(Collected data)
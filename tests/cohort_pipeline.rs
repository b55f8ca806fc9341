//! End-to-end tests of the full term-set similarity pipeline
use phenosim::cohort::Cohort;
use phenosim::filter::{FilterTerms, SubtreeFilter};
use phenosim::similarity::{Builtins, Similarity, StandardCombiner};
use phenosim::{Ontology, Term, TermId, TermSet};

/// A single root `R` with two direct children `C1` and `C2`
fn toy_ontology() -> Ontology {
    let mut ontology = Ontology::default();
    let root = TermId::try_from("HP:0000001").unwrap();
    let c1 = TermId::try_from("HP:0000002").unwrap();
    let c2 = TermId::try_from("HP:0000003").unwrap();

    ontology.insert_term(root, "R").unwrap();
    ontology.insert_term(c1, "C1").unwrap();
    ontology.insert_term(c2, "C2").unwrap();
    ontology.add_parent(root, c1);
    ontology.add_parent(root, c2);
    ontology.create_cache();

    ontology.set_information_content(root, 0.0).unwrap();
    ontology.set_information_content(c1, 2.0).unwrap();
    ontology.set_information_content(c2, 2.0).unwrap();
    ontology
}

/// 1.0 for identical terms, 0.5 for terms related through the hierarchy,
/// 0.0 otherwise; no information content required
struct StubScorer;

impl Similarity for StubScorer {
    fn calculate(&self, a: &Term, b: &Term) -> f32 {
        if a.id() == b.id() {
            1.0
        } else if !a.common_ancestor_ids(b).is_empty() {
            0.5
        } else {
            0.0
        }
    }
}

#[test]
fn toy_example_scores() {
    let ontology = toy_ontology();
    let combiner = StandardCombiner::default();

    let p1 = TermSet::from_tokens(&ontology, &["HP:0000002"]);
    let p2 = TermSet::from_tokens(&ontology, &["HP:0000003"]);

    // each side's single best match is the cross term
    assert_eq!(p1.similarity(&p2, &StubScorer, &combiner), 0.5);
    assert_eq!(p1.similarity(&p1, &StubScorer, &combiner), 1.0);
    assert_eq!(
        p1.similarity(&p2, &StubScorer, &combiner),
        p2.similarity(&p1, &StubScorer, &combiner)
    );
}

#[test]
fn exclusion_example() {
    let ontology = toy_ontology();
    let filter = SubtreeFilter::new(&ontology, &["HP:0000002"]);

    let mut terms = vec![
        String::from("HP:0000002"),
        String::from("HP:0000003"),
        String::from("unrelated-term"),
    ];
    terms.filter_terms(&filter);
    assert_eq!(
        terms,
        vec![String::from("HP:0000003"), String::from("unrelated-term")]
    );
}

#[test]
fn absent_only_sets_never_fail() {
    let ontology = toy_ontology();
    let combiner = StandardCombiner::default();
    let ghost = TermSet::from_tokens(&ontology, &["HP:7777777", "Mode of inheritance"]);
    let p1 = TermSet::from_tokens(&ontology, &["C1"]);

    assert_eq!(ghost.similarity(&p1, &StubScorer, &combiner), 0.0);
    assert_eq!(ghost.similarity(&ghost, &StubScorer, &combiner), 0.0);
}

#[test]
fn cohort_pipeline_with_named_methods() {
    let ontology = toy_ontology();
    let method: Builtins = "resnik".parse().unwrap();
    let combiner: StandardCombiner = "bma".parse().unwrap();

    let cohort = Cohort::from_term_lists(vec![
        vec![String::from("C1")],
        vec![String::from("C1"), String::from("C2")],
        vec![String::from("C2")],
        vec![String::from("R")],
    ]);

    let matrix = cohort.similarity_matrix(&ontology, None, &method, &combiner);
    assert_eq!(matrix.len(), 4);
    for i in 0..4 {
        for z in 0..4 {
            assert_eq!(matrix.get(i, z), matrix.get(z, i));
            assert!(matrix.get(i, z) >= 0.0);
        }
    }

    // Resnik of a term with itself is its own information content
    assert_eq!(matrix.get(0, 0), 2.0);

    let (train, test) = matrix.split_features(&[0, 1, 2], &[3], &[true, true, false]);
    assert_eq!(train.len(), 3);
    assert_eq!(test.len(), 1);

    let max = (0..4)
        .flat_map(|i| (0..4).map(move |z| (i, z)))
        .map(|(i, z)| matrix.get(i, z))
        .fold(0.0f32, f32::max);
    for row in train.iter().chain(&test) {
        assert!(row.cases >= 0.0 && row.cases <= max);
        assert!(row.controls >= 0.0 && row.controls <= max);
    }
}

#[test]
fn names_synonyms_and_alt_ids_mix() {
    let mut ontology = toy_ontology();
    let c1 = TermId::try_from("HP:0000002").unwrap();
    ontology.add_synonym(c1, "First child").unwrap();
    ontology
        .add_alt_id(c1, TermId::try_from("HP:0000200").unwrap())
        .unwrap();

    let combiner = StandardCombiner::default();
    let by_id = TermSet::from_tokens(&ontology, &["HP:0000002"]);
    let by_alias = TermSet::from_tokens(&ontology, &["First child", "HP:0000200", "C1"]);

    assert_eq!(by_alias.len(), 1);
    assert_eq!(by_id.similarity(&by_alias, &StubScorer, &combiner), 1.0);
}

- WHAT YOU ARE ASKED TO DO:
For this exercise, output all the data exactly as shown above.

- OUTPUT BELOW:
filename tests/cohort_pipeline.rs
repository b55f8ca806fc9341
//! End-to-end tests of the full term-set similarity pipeline
use phenosim::cohort::Cohort;
use phenosim::filter::{FilterTerms, SubtreeFilter};
use phenosim::similarity::{Builtins, Similarity, StandardCombiner};
use phenosim::{Ontology, Term, TermId, TermSet};

/// A single root `R` with two direct children `C1` and `C2`
fn toy_ontology() -> Ontology {
    let mut ontology = Ontology::default();
    let root = TermId::try_from("HP:0000001").unwrap();
    let c1 = TermId::try_from("HP:0000002").unwrap();
    let c2 = TermId::try_from("HP:0000003").unwrap();

    ontology.insert_term(root, "R").unwrap();
    ontology.insert_term(c1, "C1").unwrap();
    ontology.insert_term(c2, "C2").unwrap();
    ontology.add_parent(root, c1);
    ontology.add_parent(root, c2);
    ontology.create_cache();

    ontology.set_information_content(root, 0.0).unwrap();
    ontology.set_information_content(c1, 2.0).unwrap();
    ontology.set_information_content(c2, 2.0).unwrap();
    ontology
}

/// 1.0 for identical terms, 0.5 for terms related through the hierarchy,
/// 0.0 otherwise; no information content required
struct StubScorer;

impl Similarity for StubScorer {
    fn calculate(&self, a: &Term, b: &Term) -> f32 {
        if a.id() == b.id() {
            1.0
        } else if !a.common_ancestor_ids(b).is_empty() {
            0.5
        } else {
            0.0
        }
    }
}

#[test]
fn toy_example_scores() {
    let ontology = toy_ontology();
    let combiner = StandardCombiner::default();

    let p1 = TermSet::from_tokens(&ontology, &["HP:0000002"]);
    let p2 = TermSet::from_tokens(&ontology, &["HP:0000003"]);

    // each side's single best match is the cross term
    assert_eq!(p1.similarity(&p2, &StubScorer, &combiner), 0.5);
    assert_eq!(p1.similarity(&p1, &StubScorer, &combiner), 1.0);
    assert_eq!(
        p1.similarity(&p2, &StubScorer, &combiner),
        p2.similarity(&p1, &StubScorer, &combiner)
    );
}

#[test]
fn exclusion_example() {
    let ontology = toy_ontology();
    let filter = SubtreeFilter::new(&ontology, &["HP:0000002"]);

    let mut terms = vec![
        String::from("HP:0000002"),
        String::from("HP:0000003"),
        String::from("unrelated-term"),
    ];
    terms.filter_terms(&filter);
    assert_eq!(
        terms,
        vec![String::from("HP:0000003"), String::from("unrelated-term")]
    );
}

#[test]
fn absent_only_sets_never_fail() {
    let ontology = toy_ontology();
    let combiner = StandardCombiner::default();
    let ghost = TermSet::from_tokens(&ontology, &["HP:7777777", "Mode of inheritance"]);
    let p1 = TermSet::from_tokens(&ontology, &["C1"]);

    assert_eq!(ghost.similarity(&p1, &StubScorer, &combiner), 0.0);
    assert_eq!(ghost.similarity(&ghost, &StubScorer, &combiner), 0.0);
}

#[test]
fn cohort_pipeline_with_named_methods() {
    let ontology = toy_ontology();
    let method: Builtins = "resnik".parse().unwrap();
    let combiner: StandardCombiner = "bma".parse().unwrap();

    let cohort = Cohort::from_term_lists(vec![
        vec![String::from("C1")],
        vec![String::from("C1"), String::from("C2")],
        vec![String::from("C2")],
        vec![String::from("R")],
    ]);

    let matrix = cohort.similarity_matrix(&ontology, None, &method, &combiner);
    assert_eq!(matrix.len(), 4);
    for i in 0..4 {
        for z in 0..4 {
            assert_eq!(matrix.get(i, z), matrix.get(z, i));
            assert!(matrix.get(i, z) >= 0.0);
        }
    }

    // Resnik of a term with itself is its own information content
    assert_eq!(matrix.get(0, 0), 2.0);

    let (train, test) = matrix.split_features(&[0, 1, 2], &[3], &[true, true, false]);
    assert_eq!(train.len(), 3);
    assert_eq!(test.len(), 1);

    let max = (0..4)
        .flat_map(|i| (0..4).map(move |z| (i, z)))
        .map(|(i, z)| matrix.get(i, z))
        .fold(0.0f32, f32::max);
    for row in train.iter().chain(&test) {
        assert!(row.cases >= 0.0 && row.cases <= max);
        assert!(row.controls >= 0.0 && row.controls <= max);
    }
}

#[test]
fn names_synonyms_and_alt_ids_mix() {
    let mut ontology = toy_ontology();
    let c1 = TermId::try_from("HP:0000002").unwrap();
    ontology.add_synonym(c1, "First child").unwrap();
    ontology
        .add_alt_id(c1, TermId::try_from("HP:0000200").unwrap())
        .unwrap();

    let combiner = StandardCombiner::default();
    let by_id = TermSet::from_tokens(&ontology, &["HP:0000002"]);
    let by_alias = TermSet::from_tokens(&ontology, &["First child", "HP:0000200", "C1"]);

    assert_eq!(by_alias.len(), 1);
    assert_eq!(by_id.similarity(&by_alias, &StubScorer, &combiner), 1.0);
}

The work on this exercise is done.